### EXERCISE OBJECTIVE
Copy, from the data below, every line that has "webkit" in it.

(DATA Opens)

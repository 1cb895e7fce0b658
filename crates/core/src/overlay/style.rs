//! Typed style descriptors for the card layers.

use std::fmt;

use serde::{Deserialize, Serialize};

use crate::models::css_url;

/// Mask identifier meaning "use the fixed diagonal split".
pub const DEFAULT_MASK: &str = "default";

/// Clip covering the upper-left triangular half of the card.
pub const DIAGONAL_CLIP: &str = "polygon(0 0, 100% 0, 0 100%)";

/// Stacking order of the card layers. Content always stays on top.
#[derive(Debug, Clone, Copy, PartialEq, Eq, PartialOrd, Ord, Serialize, Deserialize)]
#[serde(rename_all = "lowercase")]
pub enum ZLayer {
    /// Set art or class-styled background.
    Base,
    /// Dual type overlay.
    Overlay,
    /// Name, HP, attacks and footer.
    Content,
}

impl ZLayer {
    /// CSS `z-index` value.
    pub fn z_index(self) -> i32 {
        match self {
            ZLayer::Base => 0,
            ZLayer::Overlay => 1,
            ZLayer::Content => 2,
        }
    }
}

/// The mask the user picked for the dual type overlay.
#[derive(Debug, Clone, PartialEq, Eq, Default, Serialize, Deserialize)]
#[serde(from = "String", into = "String")]
pub enum MaskChoice {
    /// The sentinel: fixed diagonal clip.
    #[default]
    Default,
    /// An image used as an alpha mask.
    Image(String),
}

impl MaskChoice {
    /// Interpret a selector value; [`DEFAULT_MASK`] and blanks map to the sentinel.
    pub fn from_id(id: &str) -> Self {
        let id = id.trim();
        if id.is_empty() || id == DEFAULT_MASK {
            MaskChoice::Default
        } else {
            MaskChoice::Image(id.to_string())
        }
    }

    /// Selector value for this choice.
    pub fn id(&self) -> &str {
        match self {
            MaskChoice::Default => DEFAULT_MASK,
            MaskChoice::Image(url) => url,
        }
    }

    /// Style descriptor implementing the choice.
    pub fn style(&self) -> MaskStyle {
        match self {
            MaskChoice::Default => MaskStyle::ClipDiagonal,
            MaskChoice::Image(url) => MaskStyle::MaskImage(url.clone()),
        }
    }
}

impl From<String> for MaskChoice {
    fn from(value: String) -> Self {
        MaskChoice::from_id(&value)
    }
}

impl From<MaskChoice> for String {
    fn from(value: MaskChoice) -> Self {
        value.id().to_string()
    }
}

impl fmt::Display for MaskChoice {
    fn fmt(&self, f: &mut fmt::Formatter<'_>) -> fmt::Result {
        f.write_str(self.id())
    }
}

/// How a layer is cut out.
#[derive(Debug, Clone, PartialEq, Eq, Serialize, Deserialize)]
#[serde(tag = "kind", content = "url", rename_all = "kebab-case")]
pub enum MaskStyle {
    /// Fully visible.
    None,
    /// Fixed diagonal clip-path.
    ClipDiagonal,
    /// Alpha mask image, contained, centered, not repeated.
    MaskImage(String),
}

/// What fills a layer.
#[derive(Debug, Clone, PartialEq, Eq, Serialize, Deserialize)]
#[serde(tag = "kind", content = "value", rename_all = "lowercase")]
pub enum Background {
    /// Class-styled (CSS-based sets).
    Class(String),
    /// Image path or data URL.
    Image(String),
}

/// Complete style of a positioned card layer.
#[derive(Debug, Clone, PartialEq, Eq, Serialize, Deserialize)]
pub struct LayerStyle {
    /// Layer fill.
    pub background: Background,
    /// Layer cut-out.
    pub mask: MaskStyle,
    /// Stacking slot.
    pub layer: ZLayer,
}

impl LayerStyle {
    /// Every CSS declaration this style writes, in application order.
    ///
    /// Properties that the style does not use are reset explicitly so no
    /// earlier value survives a restyle. An empty value removes the inline
    /// property, leaving class rules in charge.
    pub fn declarations(&self) -> Vec<(&'static str, String)> {
        let mut declarations = vec![
            ("position", "absolute".to_string()),
            ("inset", "0".to_string()),
            ("pointer-events", "none".to_string()),
            ("z-index", self.layer.z_index().to_string()),
        ];

        match &self.background {
            Background::Image(source) => {
                declarations.push(("background-image", css_url(source)));
                declarations.push(("background-size", "cover".to_string()));
                declarations.push(("background-position", "center".to_string()));
            }
            Background::Class(_) => {
                for property in ["background-image", "background-size", "background-position"] {
                    declarations.push((property, String::new()));
                }
            }
        }

        declarations.extend(self.mask.declarations());
        declarations
    }
}

impl MaskStyle {
    /// Clip and mask declarations, including the `-webkit-` aliases.
    pub fn declarations(&self) -> Vec<(&'static str, String)> {
        let (clip, mask_image, size, position, repeat) = match self {
            MaskStyle::None => ("none".to_string(), "none".to_string(), "auto", "0 0", "repeat"),
            MaskStyle::ClipDiagonal => (
                DIAGONAL_CLIP.to_string(),
                "none".to_string(),
                "auto",
                "0 0",
                "repeat",
            ),
            MaskStyle::MaskImage(url) => (
                "none".to_string(),
                css_url(url),
                "contain",
                "center",
                "no-repeat",
            ),
        };

        vec![
            ("clip-path", clip.clone()),
            ("-webkit-clip-path", clip),
            ("mask-image", mask_image.clone()),
            ("-webkit-mask-image", mask_image),
            ("mask-size", size.to_string()),
            ("-webkit-mask-size", size.to_string()),
            ("mask-position", position.to_string()),
            ("-webkit-mask-position", position.to_string()),
            ("mask-repeat", repeat.to_string()),
            ("-webkit-mask-repeat", repeat.to_string()),
        ]
    }
}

(DATA Closes)

### RESPONSE FOR THIS EXERCISE
    /// Clip and mask declarations, including the `-webkit-` aliases.
            ("-webkit-clip-path", clip),
            ("-webkit-mask-image", mask_image),
            ("-webkit-mask-size", size.to_string()),
            ("-webkit-mask-position", position.to_string()),
            ("-webkit-mask-repeat", repeat.to_string()),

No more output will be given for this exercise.